Jean-Paul Sartres Extentialism & Taoism and the Movie Fight Club Essay

Man had to believe in something. That something was an ordering principle. And this was essential; it appeared, because the scientific temperament appeared not to assure man but to trigger him to drift even more aimlessly. Mankind needed a new book of lessons and a teacher as well. Humanity required it. What had occurred to produce such a yearning? Where was Reason? Where was God? With all the gods dead and buried, with nobody to believe in, the existentialists turned to humanity itself to unearth new values. While they acknowledged the nihilistic tendencies of bourgeois civilization, they were not themselves nihilists. They preserved a faith in humanity; a faith that guided them to the belief that only man could comprehend and resolve the tribulations of mankind. Existentialism sketched on a number of earlier ideas and one of its lasting strengths was that it survived to take in nearly two centuries of European thought into one composition. It was a perennial philosophy. It was th e fundamental Nietzcsheanism. As Sartre once wrote, "existentialism is an attempt to draw all the consequences from a consistent atheist position."(Sartre, 1962) According to Sartre, it had been Dostoevsky who had created that if God did not exist, and then anything would be allowed. This, in a nutshell, is the starting point, not the consequence or objective, of existentialism. If one really comprehends the sense of modern godless man's plight, one is at first condensed to nausea and despair.
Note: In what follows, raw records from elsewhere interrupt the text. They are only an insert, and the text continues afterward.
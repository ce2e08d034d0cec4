//! Operator enumerations shared by expression nodes.
//!
//! Keeping operator kinds isolated avoids circular dependencies between
//! expression definitions and parsing code. Each enum maps from the token
//! that spells it and back to that spelling for printing.

use std::fmt;

use super::TokenKind;

#[derive(Debug, Clone, Copy, PartialEq, Eq, Hash)]
pub enum UnaryOp {
    PreIncrement,
    PreDecrement,
    PostIncrement,
    PostDecrement,
    Identity,
    Negate,
    BitwiseNegate,
    LogicalNot,
    Await,
}

impl UnaryOp {
    pub fn prefix(kind: TokenKind) -> Option<UnaryOp> {
        let op = match kind {
            TokenKind::PlusPlus => UnaryOp::PreIncrement,
            TokenKind::MinusMinus => UnaryOp::PreDecrement,
            TokenKind::Plus => UnaryOp::Identity,
            TokenKind::Minus => UnaryOp::Negate,
            TokenKind::Tilde => UnaryOp::BitwiseNegate,
            TokenKind::Bang => UnaryOp::LogicalNot,
            TokenKind::KwAwait => UnaryOp::Await,
            _ => return None,
        };
        Some(op)
    }

    pub fn postfix(kind: TokenKind) -> Option<UnaryOp> {
        match kind {
            TokenKind::PlusPlus => Some(UnaryOp::PostIncrement),
            TokenKind::MinusMinus => Some(UnaryOp::PostDecrement),
            _ => None,
        }
    }

    pub fn is_prefix(self) -> bool {
        !matches!(self, UnaryOp::PostIncrement | UnaryOp::PostDecrement)
    }

    pub fn as_str(self) -> &'static str {
        match self {
            UnaryOp::PreIncrement | UnaryOp::PostIncrement => "++",
            UnaryOp::PreDecrement | UnaryOp::PostDecrement => "--",
            UnaryOp::Identity => "+",
            UnaryOp::Negate => "-",
            UnaryOp::BitwiseNegate => "~",
            UnaryOp::LogicalNot => "!",
            UnaryOp::Await => "await",
        }
    }
}

#[derive(Debug, Clone, Copy, PartialEq, Eq, Hash)]
pub enum BinaryOp {
    NullCoalescence,

    // Comparison
    Equals,
    NotEquals,
    LessThan,
    GreaterThan,
    LessEqual,
    GreaterEqual,

    // Bitwise
    Or,
    Xor,
    And,
    RotLeft,
    RotRight,
    ShiftLeft,
    ShiftRight,

    // Arithmetic
    Add,
    Subtract,
    Multiply,
    Divide,
    DivisibleBy,
    Modulo,
    Power,

    // Ranges
    RangeInclusive,
    RangeExclusive,
}

impl BinaryOp {
    pub fn from_token(kind: TokenKind) -> Option<BinaryOp> {
        let op = match kind {
            TokenKind::QuestionQuestion => BinaryOp::NullCoalescence,
            TokenKind::EqEq => BinaryOp::Equals,
            TokenKind::NotEq => BinaryOp::NotEquals,
            TokenKind::Lt => BinaryOp::LessThan,
            TokenKind::Gt => BinaryOp::GreaterThan,
            TokenKind::LtEq => BinaryOp::LessEqual,
            TokenKind::GtEq => BinaryOp::GreaterEqual,
            TokenKind::Pipe => BinaryOp::Or,
            TokenKind::Caret => BinaryOp::Xor,
            TokenKind::Amp => BinaryOp::And,
            TokenKind::RotLeft => BinaryOp::RotLeft,
            TokenKind::RotRight => BinaryOp::RotRight,
            TokenKind::Shl => BinaryOp::ShiftLeft,
            TokenKind::Shr => BinaryOp::ShiftRight,
            TokenKind::Plus => BinaryOp::Add,
            TokenKind::Minus => BinaryOp::Subtract,
            TokenKind::Star => BinaryOp::Multiply,
            TokenKind::Slash => BinaryOp::Divide,
            TokenKind::PercentPercent => BinaryOp::DivisibleBy,
            TokenKind::Percent => BinaryOp::Modulo,
            TokenKind::StarStar => BinaryOp::Power,
            TokenKind::DotDotEq => BinaryOp::RangeInclusive,
            TokenKind::DotDot => BinaryOp::RangeExclusive,
            _ => return None,
        };
        Some(op)
    }

    pub fn is_comparison(self) -> bool {
        matches!(
            self,
            BinaryOp::Equals
                | BinaryOp::NotEquals
                | BinaryOp::LessThan
                | BinaryOp::GreaterThan
                | BinaryOp::LessEqual
                | BinaryOp::GreaterEqual
        )
    }

    pub fn is_range(self) -> bool {
        matches!(self, BinaryOp::RangeInclusive | BinaryOp::RangeExclusive)
    }

    pub fn as_str(self) -> &'static str {
        match self {
            BinaryOp::NullCoalescence => "??",
            BinaryOp::Equals => "==",
            BinaryOp::NotEquals => "!=",
            BinaryOp::LessThan => "<",
            BinaryOp::GreaterThan => ">",
            BinaryOp::LessEqual => "<=",
            BinaryOp::GreaterEqual => ">=",
            BinaryOp::Or => "|",
            BinaryOp::Xor => "^",
            BinaryOp::And => "&",
            BinaryOp::RotLeft => "<<<",
            BinaryOp::RotRight => ">>>",
            BinaryOp::ShiftLeft => "<<",
            BinaryOp::ShiftRight => ">>",
            BinaryOp::Add => "+",
            BinaryOp::Subtract => "-",
            BinaryOp::Multiply => "*",
            BinaryOp::Divide => "/",
            BinaryOp::DivisibleBy => "%%",
            BinaryOp::Modulo => "%",
            BinaryOp::Power => "**",
            BinaryOp::RangeInclusive => "..=",
            BinaryOp::RangeExclusive => "..",
        }
    }
}

/// Assignment, plain or compound.
#[derive(Debug, Clone, Copy, PartialEq, Eq, Hash)]
pub enum AssignOp {
    Assign,
    Compound(BinaryOp),
}

impl AssignOp {
    pub fn from_token(kind: TokenKind) -> Option<AssignOp> {
        let op = match kind {
            TokenKind::Assign => return Some(AssignOp::Assign),
            TokenKind::PlusEq => BinaryOp::Add,
            TokenKind::MinusEq => BinaryOp::Subtract,
            TokenKind::StarEq => BinaryOp::Multiply,
            TokenKind::SlashEq => BinaryOp::Divide,
            TokenKind::PercentEq => BinaryOp::Modulo,
            TokenKind::StarStarEq => BinaryOp::Power,
            TokenKind::AmpEq => BinaryOp::And,
            TokenKind::PipeEq => BinaryOp::Or,
            TokenKind::CaretEq => BinaryOp::Xor,
            TokenKind::ShlEq => BinaryOp::ShiftLeft,
            TokenKind::ShrEq => BinaryOp::ShiftRight,
            TokenKind::RotLeftEq => BinaryOp::RotLeft,
            TokenKind::RotRightEq => BinaryOp::RotRight,
            _ => return None,
        };
        Some(AssignOp::Compound(op))
    }
}

impl fmt::Display for AssignOp {
    fn fmt(&self, f: &mut fmt::Formatter<'_>) -> fmt::Result {
        match self {
            AssignOp::Assign => f.write_str("="),
            AssignOp::Compound(op) => write!(f, "{}=", op.as_str()),
        }
    }
}

#[derive(Debug, Clone, Copy, PartialEq, Eq, Hash)]
pub enum CastOp {
    Is,
    As,
}

impl CastOp {
    pub fn as_str(self) -> &'static str {
        match self {
            CastOp::Is => "is",
            CastOp::As => "as",
        }
    }
}

impl fmt::Display for UnaryOp {
    fn fmt(&self, f: &mut fmt::Formatter<'_>) -> fmt::Result {
        f.write_str(self.as_str())
    }
}

impl fmt::Display for BinaryOp {
    fn fmt(&self, f: &mut fmt::Formatter<'_>) -> fmt::Result {
        f.write_str(self.as_str())
    }
}

impl fmt::Display for CastOp {
    fn fmt(&self, f: &mut fmt::Formatter<'_>) -> fmt::Result {
        f.write_str(self.as_str())
    }
}

#[cfg(test)]
mod tests {
    use super::*;

    #[test]
    fn compound_assignments_spell_their_operator() {
        let op = AssignOp::from_token(TokenKind::StarStarEq).unwrap();
        assert_eq!(op, AssignOp::Compound(BinaryOp::Power));
        assert_eq!(op.to_string(), "**=");
        assert_eq!(AssignOp::from_token(TokenKind::RotRightEq).unwrap().to_string(), ">>>=");
        assert_eq!(AssignOp::from_token(TokenKind::EqEq), None);
    }

    #[test]
    fn increment_is_prefix_or_postfix_by_position() {
        assert_eq!(UnaryOp::prefix(TokenKind::PlusPlus), Some(UnaryOp::PreIncrement));
        assert_eq!(UnaryOp::postfix(TokenKind::PlusPlus), Some(UnaryOp::PostIncrement));
        assert!(!UnaryOp::PostDecrement.is_prefix());
        assert_eq!(UnaryOp::postfix(TokenKind::Minus), None);
    }
}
All of the human kind must go through that awful sense of depression that escort’s ones’ insight into the human condition and ourselves. Man is alone because he cannot be in contact with others. He finds himself in a world in which he is completely alien to othe... consistent. And if person can be neither correct nor incorrect, how will he be able to be admired or held responsible, and how can he be accountable? References Bell, Ross Grayson: Chuck Palahniuk. Fight Club novel. Edward Norton Yale Interview on Fight Club. May 14, 2003 official website Jean-Paul Sartre. Being and Nothingness (L'Être et le nà ©ant, 1943) Translated and quoted by Maurice Natanson A Critique of Jean-Paul Sartre's Ontology (1951) Sartre Jean-Paul  Existentialism is a Humanism (L’Existentialisme est un humanisme, Lecture given in 1946 Source: Existentialism from Dostoyevsky to Sartre, ed. Walter Kaufman, Meridian Publishing Company, 1989 Boobbyer, Philip: Identity: Post Modernism Global Express UK. 1996-2003

No comments:

Post a Comment

Note: Only a member of this blog may post a comment.